An Advertisement for Anti-Americanism Pro-Hamas protesters show who they are. Rich Lowry

https://www.nationalreview.com/2024/05/an-advertisement-for-anti-americanism/?utm_source=recirc-desktop&utm_medium=homepage&utm_campaign=river&utm_

Most protesters, no matter how deep their disaffection from this country, at least try to hide their anti-Americanism.

That’s not true of the pro-Hamas agitators, who can’t be bothered. Such is their hatred of America — and its symbols, history, and heroes — that they casually engage in profoundly unpatriotic acts of desecration.

In New York City on Monday, on their way to disrupt the Met Gala, they vandalized a World War I memorial in Central Park and a statue of William Tecumseh Sherman at Grand Army Plaza. In Washington, D.C., they’ve vandalized and/or turned into clothes horses for Palestinian flags and garb statues of George Washington, Marquis de Lafayette, Benjamin Franklin, and Andrew Jackson.

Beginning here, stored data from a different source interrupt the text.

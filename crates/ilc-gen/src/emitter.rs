//! The per-method emission context: the symbol information codegen
//! needs at any point while lowering a routine body, plus the output
//! buffer the lowering functions in [`crate::expr`] and [`crate::stmt`]
//! append to.

use ilc_sem::{SymbolTable, Type};
use ilc_util::{FxHashMap, Symbol};

use crate::descriptor::{descriptor_of, RecordDefs, RoutineSigs};
use crate::error::{CodegenError, Result};
use crate::state::EmitterState;

pub struct Emitter<'a> {
    pub table: &'a SymbolTable,
    pub records: &'a RecordDefs,
    pub routines: &'a RoutineSigs,
    pub globals: &'a FxHashMap<Symbol, Type>,
    pub state: EmitterState,
    body: String,
}

impl<'a> Emitter<'a> {
    pub fn new(
        table: &'a SymbolTable,
        records: &'a RecordDefs,
        routines: &'a RoutineSigs,
        globals: &'a FxHashMap<Symbol, Type>,
    ) -> Self {
        Self { table, records, routines, globals, state: EmitterState::new(), body: String::new() }
    }

    pub fn emit(&mut self, line: impl AsRef<str>) {
        self.body.push_str("    ");
        self.body.push_str(line.as_ref());
        self.body.push('\n');
    }

    pub fn emit_label(&mut self, label: &str) {
        self.body.push_str(label);
        self.body.push_str(":\n");
    }

    /// Hands back everything emitted so far, leaving the buffer empty
    /// for the next method.
    pub fn take_body(&mut self) -> String {
        std::mem::take(&mut self.body)
    }

    /// A name's type: the per-method local-slot map first, then the
    /// program's static fields. Every `VarRef` in a validated program
    /// resolves to one or the other.
    pub fn type_of_name(&self, name: Symbol) -> Result<Type> {
        if let Some((_, ty)) = self.state.local(name) {
            return Ok(ty.clone());
        }
        self.globals.get(&name).cloned().ok_or_else(|| CodegenError::UnknownType(name.to_string()))
    }

    pub fn record_field_type(&self, record: Symbol, field: Symbol) -> Result<Type> {
        let fields = self
            .records
            .get(&record)
            .ok_or_else(|| CodegenError::UnknownRecord(record.to_string()))?;
        fields
            .iter()
            .find(|(n, _)| *n == field)
            .map(|(_, ty)| ty.clone())
            .ok_or_else(|| CodegenError::UnknownType(format!("{record}.{field}")))
    }

    /// Pushes the value of `name` (local `iload`/`dload`/`aload` by
    /// slot, or `getstatic` for a top-level name) onto the stack.
    pub fn load_var(&mut self, name: Symbol, ty: &Type) {
        if let Some((slot, _)) = self.state.local(name) {
            let slot = *slot;
            self.emit(format!("{} {slot}", load_op(ty)));
        } else {
            self.emit(format!("getstatic Main/{name} {}", descriptor_of(ty)));
        }
    }

    /// Pops the top of stack into `name` (local `istore`/`dstore`/
    /// `astore`, or `putstatic`).
    pub fn store_var(&mut self, name: Symbol, ty: &Type) {
        if let Some((slot, _)) = self.state.local(name) {
            let slot = *slot;
            self.emit(format!("{} {slot}", store_op(ty)));
        } else {
            self.emit(format!("putstatic Main/{name} {}", descriptor_of(ty)));
        }
    }
}

/// `true` for types that live on the heap (string, array, record) and
/// so use the reference-typed family of opcodes rather than the
/// int/double family — records are carried as `Type::Simple` with a
/// non-builtin name, so this is the one place that distinction matters.
pub(crate) fn is_reference_type(ty: &Type) -> bool {
    match ty {
        Type::Array { .. } => true,
        Type::Simple(name) => name.as_str() == "string" || !SymbolTable::is_builtin_type(*name),
        Type::Record { .. } => unreachable!("anonymous record types never reach codegen"),
    }
}

pub(crate) fn load_op(ty: &Type) -> &'static str {
    if ty.is_real() {
        "dload"
    } else if is_reference_type(ty) {
        "aload"
    } else {
        "iload"
    }
}

pub(crate) fn store_op(ty: &Type) -> &'static str {
    if ty.is_real() {
        "dstore"
    } else if is_reference_type(ty) {
        "astore"
    } else {
        "istore"
    }
}

pub(crate) fn array_load_op(element: &Type) -> &'static str {
    if element.is_real() {
        "daload"
    } else if is_reference_type(element) {
        "aaload"
    } else {
        "iaload"
    }
}

pub(crate) fn array_store_op(element: &Type) -> &'static str {
    if element.is_real() {
        "dastore"
    } else if is_reference_type(element) {
        "aastore"
    } else {
        "iastore"
    }
}

#[cfg(test)]
mod tests {
    use super::*;

    #[test]
    fn real_uses_the_double_opcode_family() {
        assert_eq!(load_op(&Type::real()), "dload");
        assert_eq!(store_op(&Type::real()), "dstore");
    }

    #[test]
    fn record_name_is_a_reference_type() {
        let point = Type::Simple(Symbol::intern("Point"));
        assert!(is_reference_type(&point));
        assert_eq!(load_op(&point), "aload");
    }

    #[test]
    fn array_element_ops_pick_the_matching_family() {
        assert_eq!(array_load_op(&Type::integer()), "iaload");
        assert_eq!(array_load_op(&Type::real()), "daload");
        assert_eq!(array_store_op(&Type::string()), "aastore");
    }
}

En route to the Gala, the pro-Gaza mob stopped to climb and wave Palestinian flags on the memorial to the 107th Infantry and spray-paint graffiti — “Gaza,” “Free Palestine,” and “Let Gaza live.” If there were any doubt about the motive of this shabby act of vandalism, the agitators removed it by burning an American flag at the base of the memorial.

The soldiers of the 107th fought and sacrificed greatly in World War I. If the Central Park memorial, which depicts the soldiers charging into battle, isn’t famous or much noticed on any given day, it is still a significant act of memory that the protesters treated as an ashtray for their tawdry ideological obsessions.

Of course, it is doubtful that many of the protesters know much of anything about World War I, except perhaps that it took place sometime before World War II (assuming that they are aware of both conflicts).

Surely, they simply sought to disrespect anything that looks old, martial, and American.

Regardless of how ill-informed it is, the gesture of going after the memorial and statues of traditional American heroes is still significant. It is an unmistakable statement of hostility to America as such — to its understanding of itself and to its collective memory.

Revolutionaries, whether righteous or malevolent, always go after public statuary.

The equestrian statue of Charles I now at Charing Cross in London was cast during the king’s lifetime, went to the metalsmith to get melted down after Charles lost the English Civil War, then was recovered and placed in its current prominent position after the Restoration.

The huge Lenin statue at Lenin Square in Berlin, erected in 1970, got busted up into 129 pieces and buried in the woods in 1992. The mayor of Berlin was glad to be done with the artifact of a “dictatorship where people were persecuted and murdered.” (Eventually, Lenin’s head got dug out and displayed in a museum.)

Of course, more recently, the BLM riots were the occasion for attacks on Confederate and other monuments and for their removal.

Remaking a country’s statuary landscape is to rewrite its story and change its identity; what we tell ourselves about ourselves — our values, our history, our heroes — establishes who we are.

To his credit, Eric Adams has denounced the vandalism in harsh terms, and so has the NYPD.

The NYPD’s deputy commissioner of operations, Kaz Daughtry, called it a “heinous crime,” explaining that “vandalizing a memorial, a symbol of remembrance and honor, is not only an act of criminal mischief but also a disrespect to the sacrifices of those who served our country.”

Just so. Thankfully, the pro-Gaza militants, a minority within a minority, aren’t in any position to vanquish the World War I memorial or any others. They, in other words, can’t define who we are, but their casual disregard for the respect owed to our forebears and the men who gave everything for this country tells us all we need to know about who they are.